Nuclear Energy Activist Toolkit #38
The March 1979 partial meltdown of the core in the Unit 2 reactor at the Three Mile Island (TMI) nuclear plant outside Harrisburg, Pennsylvania was the worst—so far—nuclear plant accident in United States history.
This year marks the 35th anniversary of that accident. Gabriela Epstein, a junior at the Rhode Island School of Design, undertook a project to revisit the accident. Gabriela interviewed individuals directly involved in that moment in time, including a worker who was on duty at the plant, a reporter covering the event, and local residents affected by it.
Gabriela posted her interviews and related materials online.
I have read many books and reports about the TMI accident. I have watched hours of videotape taken during recovery efforts. I have written short commentaries about the accident and been on panels discussing lessons learnable from it. Despite that foundation, I found Gabriela’s project very interesting.
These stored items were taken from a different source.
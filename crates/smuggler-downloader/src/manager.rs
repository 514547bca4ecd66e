//! The bounded worker pool.

use crate::checksum::Hasher;
use crate::config::DownloadConfig;
use crate::error::{DownloadError, Result};
use crate::events::{
    DownloadControl, DownloadEvent, ErrorDecision, EventCallback, ItemErrorCallback,
};
use crate::item::{DownloadItem, ItemStatus, ProgressStats, SpeedMeter};
use futures_util::StreamExt;
use parking_lot::Mutex;
use smuggler_core::{AHashMap, Package};
use smuggler_fetch::{FetchError, Fetcher};
use std::collections::VecDeque;
use std::path::PathBuf;
use std::sync::Arc;
use std::time::Instant;
use tokio::io::AsyncWriteExt;
use tracing::{debug, error, info, warn};
use url::Url;

/// One download run's inputs.
///
/// `base_urls` maps each package's `repo_id` to its resolved repository
/// base URL; the caller resolves these through the catalog before handing
/// the set over.
pub struct DownloadRequest {
    /// Packages to download (an owned snapshot of the resolution).
    pub packages: Vec<Package>,
    /// Directory the family-named files land in.
    pub output_dir: PathBuf,
    /// Resolved base URL per repository id.
    pub base_urls: AHashMap<String, String>,
    /// Event callback.
    pub on_event: Option<EventCallback>,
    /// Escalation callback for exhausted retries.
    pub on_item_error: Option<ItemErrorCallback>,
    /// Pause/resume/cancel handle.
    pub control: DownloadControl,
}

impl std::fmt::Debug for DownloadRequest {
    fn fmt(&self, f: &mut std::fmt::Formatter<'_>) -> std::fmt::Result {
        f.debug_struct("DownloadRequest")
            .field("packages", &self.packages.len())
            .field("output_dir", &self.output_dir)
            .finish_non_exhaustive()
    }
}

impl DownloadRequest {
    /// Create a request with no callbacks and a fresh control handle.
    #[must_use]
    pub fn new(
        packages: Vec<Package>,
        output_dir: impl Into<PathBuf>,
        base_urls: AHashMap<String, String>,
    ) -> Self {
        Self {
            packages,
            output_dir: output_dir.into(),
            base_urls,
            on_event: None,
            on_item_error: None,
            control: DownloadControl::new(),
        }
    }
}

/// Result of a download run.
#[derive(Debug)]
pub struct DownloadOutcome {
    /// Every item with its terminal state.
    pub items: Vec<DownloadItem>,
    /// Whether the run was cancelled.
    pub cancelled: bool,
}

impl DownloadOutcome {
    fn count(&self, status: ItemStatus) -> usize {
        self.items.iter().filter(|i| i.status == status).count()
    }

    /// Completed item count.
    #[must_use]
    pub fn completed(&self) -> usize {
        self.count(ItemStatus::Completed)
    }

    /// Failed item count.
    #[must_use]
    pub fn failed(&self) -> usize {
        self.count(ItemStatus::Failed)
    }

    /// Skipped item count.
    #[must_use]
    pub fn skipped(&self) -> usize {
        self.count(ItemStatus::Skipped)
    }
}

/// The download manager: a bounded pool of workers draining a FIFO queue.
#[derive(Debug)]
pub struct DownloadManager {
    fetcher: Fetcher,
    config: DownloadConfig,
}

impl DownloadManager {
    /// Create a manager over a fetcher.
    #[must_use]
    pub fn new(fetcher: Fetcher, config: DownloadConfig) -> Self {
        Self { fetcher, config }
    }

    /// Create a manager with default fetcher and configuration.
    pub fn with_defaults() -> Result<Self> {
        Ok(Self::new(Fetcher::with_defaults()?, DownloadConfig::default()))
    }

    /// Run the pool until every item reaches a terminal state or the run
    /// is cancelled.
    ///
    /// Per-item failures never surface here; they are recorded on the
    /// items. The only errors returned are environmental (output directory
    /// creation).
    pub async fn download(&self, request: DownloadRequest) -> Result<DownloadOutcome> {
        tokio::fs::create_dir_all(&request.output_dir)
            .await
            .map_err(|e| DownloadError::io(&request.output_dir, e))?;

        let total = request.packages.len();
        let items: Arc<Vec<Mutex<DownloadItem>>> = Arc::new(
            request
                .packages
                .into_iter()
                .enumerate()
                .map(|(id, pkg)| Mutex::new(DownloadItem::new(id, pkg)))
                .collect(),
        );
        let queue: Arc<Mutex<VecDeque<usize>>> = Arc::new(Mutex::new((0..total).collect()));

        info!(items = total, concurrency = self.config.concurrency, "starting downloads");

        let worker = Worker {
            fetcher: self.fetcher.clone(),
            config: self.config.clone(),
            items: Arc::clone(&items),
            queue: Arc::clone(&queue),
            base_urls: Arc::new(request.base_urls),
            output_dir: Arc::new(request.output_dir),
            on_event: request.on_event,
            on_item_error: request.on_item_error,
            control: request.control.clone(),
        };

        let pool_size = self.config.concurrency.clamp(1, total.max(1));
        let mut handles = Vec::with_capacity(pool_size);
        for _ in 0..pool_size {
            let worker = worker.clone();
            handles.push(tokio::spawn(async move { worker.run().await }));
        }
        for handle in handles {
            let _ = handle.await;
        }

        let cancelled = request.control.is_cancelled();
        if cancelled {
            queue.lock().clear();
            for item in items.iter() {
                let mut item = item.lock();
                if !item.status.is_terminal() {
                    item.status = ItemStatus::Cancelled;
                }
            }
        }

        let items: Vec<DownloadItem> = items.iter().map(|i| i.lock().clone()).collect();
        let outcome = DownloadOutcome { items, cancelled };
        info!(
            completed = outcome.completed(),
            failed = outcome.failed(),
            skipped = outcome.skipped(),
            cancelled,
            "downloads finished"
        );
        Ok(outcome)
    }
}

/// Join a repository base URL with a repo-relative location, resolving any
/// dot segments (APT locations are rebased with `../../`).
fn join_url(base: &str, location: &str) -> Result<Url> {
    let base = if base.ends_with('/') {
        base.to_string()
    } else {
        format!("{base}/")
    };
    Ok(Url::parse(&base)?.join(location)?)
}

#[derive(Clone)]
struct Worker {
    fetcher: Fetcher,
    config: DownloadConfig,
    items: Arc<Vec<Mutex<DownloadItem>>>,
    queue: Arc<Mutex<VecDeque<usize>>>,
    base_urls: Arc<AHashMap<String, String>>,
    output_dir: Arc<PathBuf>,
    on_event: Option<EventCallback>,
    on_item_error: Option<ItemErrorCallback>,
    control: DownloadControl,
}

impl Worker {
    fn emit(&self, event: DownloadEvent) {
        if let Some(cb) = &self.on_event {
            cb(event);
        }
    }

    /// Await resumption while the pool is paused. Returns `false` on
    /// cancellation.
    async fn pause_gate(&self) -> bool {
        let mut rx = self.control.pause_rx();
        tokio::select! {
            () = self.control.token().cancelled() => false,
            result = rx.wait_for(|paused| !*paused) => result.is_ok(),
        }
    }

    async fn run(&self) {
        loop {
            if self.control.is_cancelled() {
                break;
            }
            if !self.pause_gate().await {
                break;
            }
            let Some(id) = self.queue.lock().pop_front() else {
                break;
            };
            self.process_item(id).await;
        }
    }

    /// Drive one item to a terminal state. The worker is the item's only
    /// writer for the duration.
    async fn process_item(&self, id: usize) {
        let pkg = {
            let mut item = self.items[id].lock();
            item.status = ItemStatus::Downloading;
            item.pkg.clone()
        };
        self.emit(DownloadEvent::Started {
            id,
            name: pkg.name.clone(),
        });

        let mut attempt: u32 = 0;
        loop {
            match self.try_download(id, &pkg).await {
                Ok(dest) => {
                    let mut item = self.items[id].lock();
                    item.status = ItemStatus::Completed;
                    item.file_path = Some(dest);
                    drop(item);
                    self.emit(DownloadEvent::Completed { id });
                    return;
                }
                Err(DownloadError::Cancelled | DownloadError::Fetch(FetchError::Cancelled)) => {
                    self.items[id].lock().status = ItemStatus::Cancelled;
                    return;
                }
                Err(e) => {
                    if e.is_retryable() && attempt < self.config.max_retries {
                        attempt += 1;
                        self.items[id].lock().retry_count = attempt;
                        let delay = self.config.base_delay * attempt;
                        warn!(package = %pkg.name, attempt, error = %e, "retrying download");
                        tokio::select! {
                            () = self.control.token().cancelled() => {
                                self.items[id].lock().status = ItemStatus::Cancelled;
                                return;
                            }
                            () = tokio::time::sleep(delay) => {}
                        }
                        continue;
                    }

                    match self.escalate(id, &e) {
                        ErrorDecision::Retry => {
                            debug!(package = %pkg.name, "caller requested retry, counter reset");
                            attempt = 0;
                            self.items[id].lock().retry_count = 0;
                            continue;
                        }
                        ErrorDecision::Skip => {
                            let mut item = self.items[id].lock();
                            item.status = ItemStatus::Skipped;
                            item.error = Some(e.to_string());
                            drop(item);
                            self.emit(DownloadEvent::Skipped { id });
                            return;
                        }
                        ErrorDecision::Cancel => {
                            let mut item = self.items[id].lock();
                            item.status = ItemStatus::Failed;
                            item.error = Some(e.to_string());
                            drop(item);
                            error!(package = %pkg.name, error = %e, "download failed, draining pool");
                            self.emit(DownloadEvent::Failed {
                                id,
                                error: e.to_string(),
                            });
                            self.control.cancel();
                            return;
                        }
                    }
                }
            }
        }
    }

    fn escalate(&self, id: usize, error: &DownloadError) -> ErrorDecision {
        match &self.on_item_error {
            Some(cb) => {
                let snapshot = self.items[id].lock().clone();
                cb(&snapshot, error)
            }
            None => ErrorDecision::Skip,
        }
    }

    /// One download attempt: stream to the family-named file, hash along
    /// the way, verify on completion. Any failure removes the partial
    /// file.
    async fn try_download(&self, id: usize, pkg: &Package) -> std::result::Result<PathBuf, DownloadError> {
        let base = self
            .base_urls
            .get(&pkg.repo_id)
            .ok_or_else(|| DownloadError::UnknownRepository {
                repo_id: pkg.repo_id.clone(),
            })?;
        let url = join_url(base, &pkg.location)?;
        let dest = self.output_dir.join(pkg.filename());

        self.items[id].lock().bytes = 0;

        let response = tokio::select! {
            () = self.control.token().cancelled() => return Err(DownloadError::Cancelled),
            response = self.fetcher.get_once(url.as_str()) => response?,
        };

        let mut file = tokio::fs::File::create(&dest)
            .await
            .map_err(|e| DownloadError::io(&dest, e))?;
        let mut stream = response.bytes_stream();
        let mut hasher = self
            .config
            .verify_checksum
            .then(|| Hasher::new(pkg.checksum.algo));
        let mut meter = SpeedMeter::new();
        let mut downloaded = 0u64;
        let mut last_progress = Instant::now();
        let mut pause_rx = self.control.pause_rx();

        let stream_result: std::result::Result<(), DownloadError> = async {
            loop {
                // a paused worker holds its position mid-body and awaits
                // resume; no polling
                if *pause_rx.borrow() {
                    tokio::select! {
                        () = self.control.token().cancelled() => return Err(DownloadError::Cancelled),
                        result = pause_rx.wait_for(|paused| !*paused) => {
                            if result.is_err() {
                                return Err(DownloadError::Cancelled);
                            }
                        }
                    }
                }

                let chunk = tokio::select! {
                    () = self.control.token().cancelled() => return Err(DownloadError::Cancelled),
                    chunk = stream.next() => chunk,
                };
                let Some(chunk) = chunk else { break };
                let chunk = chunk.map_err(FetchError::from)?;

                file.write_all(&chunk)
                    .await
                    .map_err(|e| DownloadError::io(&dest, e))?;
                if let Some(h) = hasher.as_mut() {
                    h.update(&chunk);
                }
                downloaded += chunk.len() as u64;
                meter.record(chunk.len() as u64);
                self.items[id].lock().bytes = downloaded;

                if last_progress.elapsed() >= self.config.progress_interval {
                    last_progress = Instant::now();
                    self.emit(DownloadEvent::Progress {
                        id,
                        stats: ProgressStats {
                            downloaded,
                            total: pkg.size,
                            bytes_per_sec: meter.bytes_per_sec(),
                        },
                    });
                }
            }
            file.flush().await.map_err(|e| DownloadError::io(&dest, e))?;
            Ok(())
        }
        .await;

        drop(file);
        if let Err(e) = stream_result {
            let _ = tokio::fs::remove_file(&dest).await;
            return Err(e);
        }

        if let Some(hasher) = hasher {
            let actual = hasher.finalize_hex();
            if actual != pkg.checksum.value {
                let _ = tokio::fs::remove_file(&dest).await;
                return Err(DownloadError::ChecksumMismatch {
                    name: pkg.name.clone(),
                    expected: pkg.checksum.value.clone(),
                    actual,
                });
            }
        }

        Ok(dest)
    }
}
Two aspects of Gabriela’s project that I like best are her artistic talent and the way she presented interviews. She combined these aspects to create stories. For example, Gabriela interviewed RB Swift, a reporter who covered the accident. His story is his verbatim words accompanied by Gabriela’s art.
Rather than summarizing Swift’s interview and tossing in a direct quote or two, Gabriela allowed Swift to narrate his own story. By doing so, Gabriela prevented any bias on her part from affecting the stories. Her approach provided unfiltered channels for the voices of those directly involved and affected by the accident.
Gabriela’s artwork illustrates the stories. Her graphics do an extremely fine job of complementing the narration. The words and visuals fit together well, reinforcing each other in an effective manner.
Like the old potato chip commercial about no one being able to eat only one, check out one of the stories in Gabriela’s TMI project. Chances are pretty good that you’ll want to check them all out. Chances are also pretty good that you’ll consider it time well spent.
The UCS Nuclear Energy Activist Toolkit (NEAT) is a series of post intended to help citizens understand nuclear technology and the Nuclear Regulatory Commission’s processes for overseeing nuclear plant safety.